Les branches qui parlent : l’histoire cachée dans les Jardins de Valloires

Dans le silence des allées fleuries, quatre mains travaillent avec une précision inouïe. Les Jardins de Valloires (Somme) sont en pleine activité printanière, préparant un spectacle floral qui captive chaque visiteur.

« C’est surtout les petites branches qu’on élimine », explique Stéphane Caron. « On a besoin d’une voûte bien définie pour la floraison. » Leurs mains, en constante mouvement, réparent l’harmonie du jardin qui s’étend depuis des siècles.

L’origine de ce parc remonte à 1980, mais une histoire plus ancienne se cache dans les cerisiers blancs. Ces arbres symbolisent l’ordre cistercien, ayant fondé l’abbaye en 1158. « Les moines portaient des vêtements blancs pour les offices », révèle Jean-Claude Darras.
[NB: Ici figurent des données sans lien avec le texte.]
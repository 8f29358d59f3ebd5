//! Atomic output files.

use gaze_core::{Error, Result};
use std::io::{BufWriter, Write};
use std::path::{Path, PathBuf};
use tempfile::NamedTempFile;

/// Fully written temporary file waiting to be moved onto its target.
///
/// Dropping it without [`persist`](Self::persist) removes the temporary
/// file and leaves the target untouched.
#[derive(Debug)]
pub struct StagedFile {
    tmp: NamedTempFile,
    target: PathBuf,
}

impl StagedFile {
    pub fn target(&self) -> &Path {
        &self.target
    }

    /// Rename the temporary file onto the target
    pub fn persist(self) -> Result<()> {
        self.tmp.persist(&self.target).map_err(|e| Error::Io(e.error))?;
        Ok(())
    }
}

/// Write the contents of `path` to a temporary file in the same directory
/// without touching `path` itself.
///
/// On any error the temporary file is removed and `path` is left as it
/// was.
pub fn stage<F>(path: &Path, write: F) -> Result<StagedFile>
where
    F: FnOnce(&mut dyn Write) -> Result<()>,
{
    let dir = match path.parent() {
        Some(dir) if !dir.as_os_str().is_empty() => dir,
        _ => Path::new("."),
    };

    let mut tmp = NamedTempFile::new_in(dir)?;
    {
        let mut writer = BufWriter::new(tmp.as_file_mut());
        write(&mut writer)?;
        writer.flush()?;
    }
    tmp.as_file().sync_all()?;

    Ok(StagedFile {
        tmp,
        target: path.to_path_buf(),
    })
}
//! Maximal-run scanning shared by the stages.

use std::ops::Range;

/// Index ranges of the maximal runs of consecutive items matching `pred`
pub fn runs_where<T>(items: &[T], mut pred: impl FnMut(&T) -> bool) -> Vec<Range<usize>> {
    let mut runs = Vec::new();
    let mut start = None;

    for (i, item) in items.iter().enumerate() {
        match (pred(item), start) {
            (true, None) => start = Some(i),
            (false, Some(s)) => {
                runs.push(s..i);
                start = None;
            }
            _ => {}
        }
    }

    // Close a run that reaches the end
    if let Some(s) = start {
        runs.push(s..items.len());
    }

    runs
}
//! Screen geometry: normalized display coordinates to physical distance and
//! visual angle.

use nalgebra::Vector2;
use serde::{Deserialize, Serialize};

use crate::error::{Error, Result};
use crate::types::GazePoint;

/// Physical layout of the stimulus display relative to the observer
#[derive(Debug, Clone, Copy, PartialEq, Serialize, Deserialize)]
#[serde(default)]
pub struct ScreenGeometry {
    /// Width of the display area (mm)
    pub width_mm: f64,
    /// Height of the display area (mm)
    pub height_mm: f64,
    /// Distance from the eye to the screen plane (mm)
    pub eye_distance_mm: f64,
}

impl Default for ScreenGeometry {
    fn default() -> Self {
        // 27" 16:9 lab monitor at 65 cm
        Self {
            width_mm: 596.7,
            height_mm: 335.7,
            eye_distance_mm: 650.0,
        }
    }
}

impl ScreenGeometry {
    pub fn new(width_mm: f64, height_mm: f64, eye_distance_mm: f64) -> Self {
        Self {
            width_mm,
            height_mm,
            eye_distance_mm,
        }
    }

    pub fn validate(&self) -> Result<()> {
        for (name, value) in [
            ("screen.width_mm", self.width_mm),
            ("screen.height_mm", self.height_mm),
            ("screen.eye_distance_mm", self.eye_distance_mm),
        ] {
            if !(value.is_finite() && value > 0.0) {
                return Err(Error::Config(format!(
                    "{name} must be a positive number, got {value}"
                )));
            }
        }
        Ok(())
    }

    /// Vector from `from` to `to` on the screen plane, in millimetres
    pub fn offset_mm(&self, from: &GazePoint, to: &GazePoint) -> Vector2<f64> {
        let delta = to.to_nalgebra() - from.to_nalgebra();
        Vector2::new(delta.x * self.width_mm, delta.y * self.height_mm)
    }

    pub fn displacement_mm(&self, from: &GazePoint, to: &GazePoint) -> f64 {
        self.offset_mm(from, to).norm()
    }

    /// Visual angle subtended by a displacement on the screen (degrees)
    pub fn visual_angle_deg(&self, displacement_mm: f64) -> f64 {
        (displacement_mm / self.eye_distance_mm).atan().to_degrees()
    }

    /// Inverse of [`visual_angle_deg`](Self::visual_angle_deg)
    pub fn displacement_for_angle_mm(&self, angle_deg: f64) -> f64 {
        self.eye_distance_mm * angle_deg.to_radians().tan()
    }

    /// Angular velocity between two consecutive samples (degrees/second)
    pub fn angular_velocity(&self, from: &GazePoint, to: &GazePoint, sampling_rate_hz: f64) -> f64 {
        self.visual_angle_deg(self.displacement_mm(from, to)) * sampling_rate_hz
    }
}
//! Per-recording summary documents.

use gaze_core::Eye;
use gaze_ivt::{AnnotatedRecording, PipelineStats, ScanpathFixation, StateDistribution};
use serde::{Deserialize, Serialize};

/// State distribution and scanpath for one stimulus
#[derive(Debug, Clone, PartialEq, Serialize, Deserialize)]
pub struct StimulusSummary {
    pub stimulus: String,
    pub distribution: StateDistribution,
    pub scanpath: Vec<ScanpathFixation>,
}

/// Everything the plotting scripts need from one classified recording
#[derive(Debug, Clone, PartialEq, Serialize, Deserialize)]
pub struct RecordingSummary {
    pub id: String,
    pub eye_to_use: Eye,
    pub samples: usize,
    pub stats: PipelineStats,
    pub overall: StateDistribution,
    pub stimuli: Vec<StimulusSummary>,
}

impl RecordingSummary {
    pub fn from_annotated(annotated: &AnnotatedRecording) -> Self {
        let stimuli = annotated
            .stimuli()
            .into_iter()
            .map(|stimulus| StimulusSummary {
                distribution: annotated.state_distribution(Some(stimulus.as_str())),
                scanpath: annotated.scanpath(Some(stimulus.as_str())),
                stimulus,
            })
            .collect();

        Self {
            id: annotated.id.clone(),
            eye_to_use: annotated.eye_to_use(),
            samples: annotated.len(),
            stats: annotated.stats,
            overall: annotated.state_distribution(None),
            stimuli,
        }
    }
}
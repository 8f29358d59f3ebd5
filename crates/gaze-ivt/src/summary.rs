//! Per-stimulus summaries of a classified recording.
//!
//! These are the inputs of the state pie charts and scanpath plots: how
//! the observer's time splits across states while a stimulus was shown, and
//! the ordered fixations with their durations.

use gaze_core::{EyeState, GazePoint};
use serde::{Deserialize, Serialize};

use crate::pipeline::{AnnotatedRecording, AnnotatedSample};

/// Sample counts per state
#[derive(Debug, Clone, Copy, Default, PartialEq, Eq, Serialize, Deserialize)]
pub struct StateDistribution {
    pub fixation: usize,
    pub saccade: usize,
    pub blink: usize,
    pub error: usize,
}

impl StateDistribution {
    pub fn add(&mut self, state: EyeState) {
        match state {
            EyeState::Fixation => self.fixation += 1,
            EyeState::Saccade => self.saccade += 1,
            EyeState::Blink => self.blink += 1,
            EyeState::Error => self.error += 1,
        }
    }

    pub fn count(&self, state: EyeState) -> usize {
        match state {
            EyeState::Fixation => self.fixation,
            EyeState::Saccade => self.saccade,
            EyeState::Blink => self.blink,
            EyeState::Error => self.error,
        }
    }

    pub fn total(&self) -> usize {
        self.fixation + self.saccade + self.blink + self.error
    }

    /// Share of samples in `state`; zero for an empty distribution
    pub fn proportion(&self, state: EyeState) -> f64 {
        match self.total() {
            0 => 0.0,
            total => self.count(state) as f64 / total as f64,
        }
    }
}

/// One stop on the scanpath
#[derive(Debug, Clone, Copy, PartialEq, Serialize, Deserialize)]
pub struct ScanpathFixation {
    pub centroid: GazePoint,
    /// First sample of the fixation shown with the stimulus
    pub start: usize,
    pub frames: usize,
    pub duration_ms: f64,
}

impl AnnotatedRecording {
    /// Distinct stimulus labels in order of first appearance
    pub fn stimuli(&self) -> Vec<String> {
        let mut seen: Vec<String> = Vec::new();
        for label in self.samples.iter().filter_map(|s| s.sample.stimulus.as_deref()) {
            if !seen.iter().any(|l| l == label) {
                seen.push(label.to_string());
            }
        }
        seen
    }

    /// State counts, optionally restricted to one stimulus
    pub fn state_distribution(&self, stimulus: Option<&str>) -> StateDistribution {
        let mut distribution = StateDistribution::default();
        for sample in self.samples.iter().filter(|s| shown_with(s, stimulus)) {
            distribution.add(sample.state);
        }
        distribution
    }

    /// Fixations in time order, optionally restricted to one stimulus.
    ///
    /// A fixation spanning a stimulus change contributes only its frames
    /// shown with the requested stimulus.
    pub fn scanpath(&self, stimulus: Option<&str>) -> Vec<ScanpathFixation> {
        self.fixations
            .iter()
            .filter_map(|run| {
                let mut shown = (run.start..run.end).filter(|&i| shown_with(&self.samples[i], stimulus));
                let start = shown.next()?;
                let frames = 1 + shown.count();
                Some(ScanpathFixation {
                    centroid: run.centroid,
                    start,
                    frames,
                    duration_ms: frames as f64 * 1000.0 / self.sampling_rate_hz,
                })
            })
            .collect()
    }
}

fn shown_with(sample: &AnnotatedSample, stimulus: Option<&str>) -> bool {
    match stimulus {
        Some(label) => sample.sample.stimulus.as_deref() == Some(label),
        None => true,
    }
}
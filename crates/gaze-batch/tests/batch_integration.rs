//! End-to-end batch runs over temporary directories.

use gaze_batch::{BatchConfig, BatchRunner, GazeTable, RecordingSummary};
use std::fs;
use std::path::Path;
use tempfile::TempDir;

const SPLIT_HEADER: &str = "timestamp,left_gaze_x,left_gaze_y,left_gaze_point_validity,right_gaze_x,right_gaze_y,right_gaze_point_validity,stimuli";

/// 10 still frames, a 2-frame gap, 10 still frames, a 6-frame blink, 10
/// frames at a new location. Right eye is missing throughout.
fn split_recording() -> String {
    let mut lines = vec![SPLIT_HEADER.to_string()];
    for i in 0..38 {
        let stimulus = if i < 12 { "Cross" } else { "cat.jpg" };
        let row = match i {
            10 | 11 | 22..=27 => format!("{i},,,0,,,0,{stimulus}"),
            28.. => format!("{i},0.8,0.2,1,,,0,{stimulus}"),
            _ => format!("{i},0.4,0.6,1,,,0,{stimulus}"),
        };
        lines.push(row);
    }
    lines.join("\n") + "\n"
}

/// Tracker-native tuple cells, right eye better than left
fn tuple_recording() -> String {
    let mut lines = vec![
        "time,left_gaze_point_on_display_area,left_gaze_point_validity,right_gaze_point_on_display_area,right_gaze_point_validity"
            .to_string(),
    ];
    for i in 0..12 {
        let left = if i % 3 == 0 { "\"(0.5, 0.5)\",1" } else { "\"(nan, nan)\",0" };
        lines.push(format!("{i},{left},\"(0.3, 0.7)\",1"));
    }
    lines.join("\n") + "\n"
}

struct Dirs {
    input: TempDir,
    output: TempDir,
}

impl Dirs {
    fn new() -> Self {
        Self {
            input: tempfile::tempdir().unwrap(),
            output: tempfile::tempdir().unwrap(),
        }
    }

    fn add(&self, name: &str, contents: &str) {
        fs::write(self.input.path().join(name), contents).unwrap();
    }

    fn config(&self) -> BatchConfig {
        BatchConfig {
            input_dir: self.input.path().to_path_buf(),
            output_dir: self.output.path().to_path_buf(),
            ..Default::default()
        }
    }
}

fn read_output(path: &Path) -> Vec<csv::StringRecord> {
    let mut rdr = csv::Reader::from_path(path).unwrap();
    rdr.records().map(|r| r.unwrap()).collect()
}

fn cell(row: &csv::StringRecord, col: usize) -> f64 {
    row[col].parse().unwrap()
}

#[test]
fn test_split_layout_end_to_end() {
    let dirs = Dirs::new();
    dirs.add("p01.csv", &split_recording());

    let report = BatchRunner::new(dirs.config()).unwrap().run().unwrap();
    assert_eq!(report.processed, vec!["p01".to_string()]);
    assert!(report.is_success());

    let out = dirs.output.path().join("p01.csv");
    let mut rdr = csv::Reader::from_path(&out).unwrap();
    let headers = rdr.headers().unwrap().clone();
    assert_eq!(headers.len(), 12);
    assert_eq!(&headers[8], "eye_to_use");
    assert_eq!(&headers[9], "eye_state");

    let rows = read_output(&out);
    assert_eq!(rows.len(), 38);

    // Short gap interpolated on the chosen eye
    assert_eq!(&rows[10][3], "2");
    assert_eq!(&rows[10][1], "0.4");
    assert_eq!(&rows[10][9], "Fixation");

    // Long gap is a blink with empty centroid
    for row in &rows[22..28] {
        assert_eq!(&row[3], "0");
        assert_eq!(&row[9], "Blink");
        assert_eq!(&row[10], "");
        assert_eq!(&row[11], "");
    }

    // Stimulus column passed through
    assert_eq!(&rows[0][7], "Cross");
    assert_eq!(&rows[37][7], "cat.jpg");

    for row in &rows {
        assert_eq!(&row[8], "left");
        let is_fixation = &row[9] == "Fixation";
        assert_eq!(!row[10].is_empty(), is_fixation);
    }
    assert!((cell(&rows[30], 10) - 0.8).abs() < 1e-12);
}

#[test]
fn test_tuple_layout_picks_better_eye() {
    let dirs = Dirs::new();
    dirs.add("p02.csv", &tuple_recording());

    BatchRunner::new(dirs.config()).unwrap().run().unwrap();

    let rows = read_output(&dirs.output.path().join("p02.csv"));
    assert_eq!(rows.len(), 12);
    for row in &rows {
        assert_eq!(&row[5], "right");
        assert_eq!(&row[6], "Fixation");
        assert!((cell(row, 7) - 0.3).abs() < 1e-12);
        assert!((cell(row, 8) - 0.7).abs() < 1e-12);
    }
    // The unused eye is untouched
    assert_eq!(&rows[1][1], "(nan, nan)");
    assert_eq!(&rows[0][1], "(0.5, 0.5)");
}

#[test]
fn test_malformed_cells_do_not_stop_processing() {
    let dirs = Dirs::new();
    let mut data = split_recording();
    data = data.replacen("\n3,0.4,0.6,1,", "\n3,0.4,garbage,1,", 1);
    dirs.add("p03.csv", &data);

    let report = BatchRunner::new(dirs.config()).unwrap().run().unwrap();
    assert!(report.is_success());

    let rows = read_output(&dirs.output.path().join("p03.csv"));
    // Single bad sample is treated as missing and filled from its neighbours
    assert_eq!(&rows[3][2], "0.6");
    assert_eq!(&rows[3][3], "2");
}

#[test]
fn test_failed_recording_writes_nothing_and_others_continue() {
    let dirs = Dirs::new();
    dirs.add("bad.csv", "timestamp,left_gaze_x\n0,0.5\n");
    dirs.add("good.csv", &split_recording());

    let report = BatchRunner::new(dirs.config()).unwrap().run().unwrap();
    assert_eq!(report.processed, vec!["good".to_string()]);
    assert_eq!(report.failed.len(), 1);
    assert_eq!(report.failed[0].0, "bad");
    assert!(report.failed[0].1.contains("left_gaze_point_validity"));

    assert!(!dirs.output.path().join("bad.csv").exists());
    assert!(dirs.output.path().join("good.csv").exists());
    // No temporary files left behind
    assert_eq!(fs::read_dir(dirs.output.path()).unwrap().count(), 1);
}

#[test]
fn test_processed_recordings_are_skipped() {
    let dirs = Dirs::new();
    dirs.add("p01.csv", &split_recording());
    dirs.add("p02.csv", &tuple_recording());
    fs::write(dirs.output.path().join("p01.csv"), "already here").unwrap();

    let report = BatchRunner::new(dirs.config()).unwrap().run().unwrap();
    assert_eq!(report.processed, vec!["p02".to_string()]);
    assert_eq!(report.skipped, 1);
    assert_eq!(
        fs::read_to_string(dirs.output.path().join("p01.csv")).unwrap(),
        "already here"
    );

    let again = BatchRunner::new(dirs.config()).unwrap().run().unwrap();
    assert!(again.processed.is_empty());
    assert_eq!(again.skipped, 2);
}

#[test]
fn test_parallel_workers_and_summaries() {
    let dirs = Dirs::new();
    for i in 0..6 {
        dirs.add(&format!("s{i}.csv"), &split_recording());
    }
    let config = BatchConfig {
        workers: 3,
        write_summaries: true,
        ..dirs.config()
    };

    let report = BatchRunner::new(config).unwrap().run().unwrap();
    assert_eq!(report.processed.len(), 6);

    let summary: RecordingSummary =
        serde_json::from_str(&fs::read_to_string(dirs.output.path().join("s0.summary.json")).unwrap())
            .unwrap();
    assert_eq!(summary.id, "s0");
    assert_eq!(summary.samples, 38);
    assert_eq!(summary.stats.interpolated, 2);
    assert_eq!(summary.overall.blink, 6);
    assert_eq!(summary.stimuli.len(), 2);
    assert_eq!(summary.stimuli[0].stimulus, "Cross");

    // Outputs of identical inputs are identical
    let first = fs::read_to_string(dirs.output.path().join("s0.csv")).unwrap();
    let last = fs::read_to_string(dirs.output.path().join("s5.csv")).unwrap();
    assert_eq!(first, last);
}

#[test]
fn test_annotated_output_reloads() {
    let dirs = Dirs::new();
    dirs.add("p01.csv", &split_recording());
    BatchRunner::new(dirs.config()).unwrap().run().unwrap();

    let table = GazeTable::read(dirs.output.path().join("p01.csv")).unwrap();
    assert_eq!(table.len(), 38);
    let recording = table.to_recording();
    assert_eq!(recording.samples[11].left.validity, gaze_core::Validity::Interpolated);
}

#[test]
fn test_failed_summary_leaves_no_table() {
    let dirs = Dirs::new();
    dirs.add("p01.csv", &split_recording());
    // A non-empty directory where the summary should go
    let blocker = dirs.output.path().join("p01.summary.json");
    fs::create_dir(&blocker).unwrap();
    fs::write(blocker.join("keep"), "x").unwrap();

    let config = BatchConfig {
        write_summaries: true,
        ..dirs.config()
    };
    let report = BatchRunner::new(config.clone()).unwrap().run().unwrap();
    assert!(report.processed.is_empty());
    assert_eq!(report.failed.len(), 1);
    assert_eq!(report.failed[0].0, "p01");
    assert!(!dirs.output.path().join("p01.csv").exists());
    assert_eq!(fs::read_dir(dirs.output.path()).unwrap().count(), 1);

    // Once the blocker is gone the recording is still pending
    fs::remove_dir_all(&blocker).unwrap();
    let report = BatchRunner::new(config).unwrap().run().unwrap();
    assert_eq!(report.processed, vec!["p01".to_string()]);
    assert!(dirs.output.path().join("p01.csv").exists());
    assert!(dirs.output.path().join("p01.summary.json").is_file());
}
//! Choice of the eye channel used for the whole recording.

use gaze_core::{Eye, Recording};
use serde::{Deserialize, Serialize};

/// Outcome of eye selection, kept for reporting
#[derive(Debug, Clone, Copy, PartialEq, Eq, Serialize, Deserialize)]
pub struct EyeSelection {
    pub eye: Eye,
    pub left_valid: usize,
    pub right_valid: usize,
}

/// Picks the channel with strictly more directly observed samples.
///
/// Ties go to the left eye, which also covers the empty recording.
pub fn select_eye(recording: &Recording) -> EyeSelection {
    let left_valid = recording.valid_count(Eye::Left);
    let right_valid = recording.valid_count(Eye::Right);

    let eye = if right_valid > left_valid {
        Eye::Right
    } else {
        Eye::Left
    };

    EyeSelection {
        eye,
        left_valid,
        right_valid,
    }
}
Le jardin a été conçu par Jean-Louis Cousin, pépiniériste retraité, qui a transformé sa collection d’espèces en un espace public. « C’était une superbe idée », confie-t-il après avoir signé son CDI. Avec le paysagiste Gilles Clément, ils ont divisé le jardin en cinq zones, dont l’îlot argenté qui s’éclaire en gris et l’îlot doré en or. « On circule sur un océan de verdure », dit Jean-Claude Darras.

Les saisonniers, comme Bruno Soudanne, appliquent des techniques précises : « Les granulés de paille de froment évitent les mauvaises herbes et maintiennent l’humidité ». Leur travail est essentiel pour la survie des roses.

Située aux portes de l’abbaye, la roseraie abrite le « Jardins de Valloires », une rose créée spécialement par André Eve. C’est un symbole d’équilibre entre tradition et innovation.

Après quatre ans de travail saisonnier, Ludovic Bienaimé a signé son contrat à durée indéterminée. « J’ai assez goûté l’usine », sourit-il. « Le changement fait du bien. On travaille dans un cadre magnifique. »

Les Jardins ouvrent du printemps jusqu’à l’automne, avec des horaires allant de 10h30 à 17h. Les visiteurs peuvent profiter de ce jardin unique pour un moment de sérénité dans la beauté naturelle.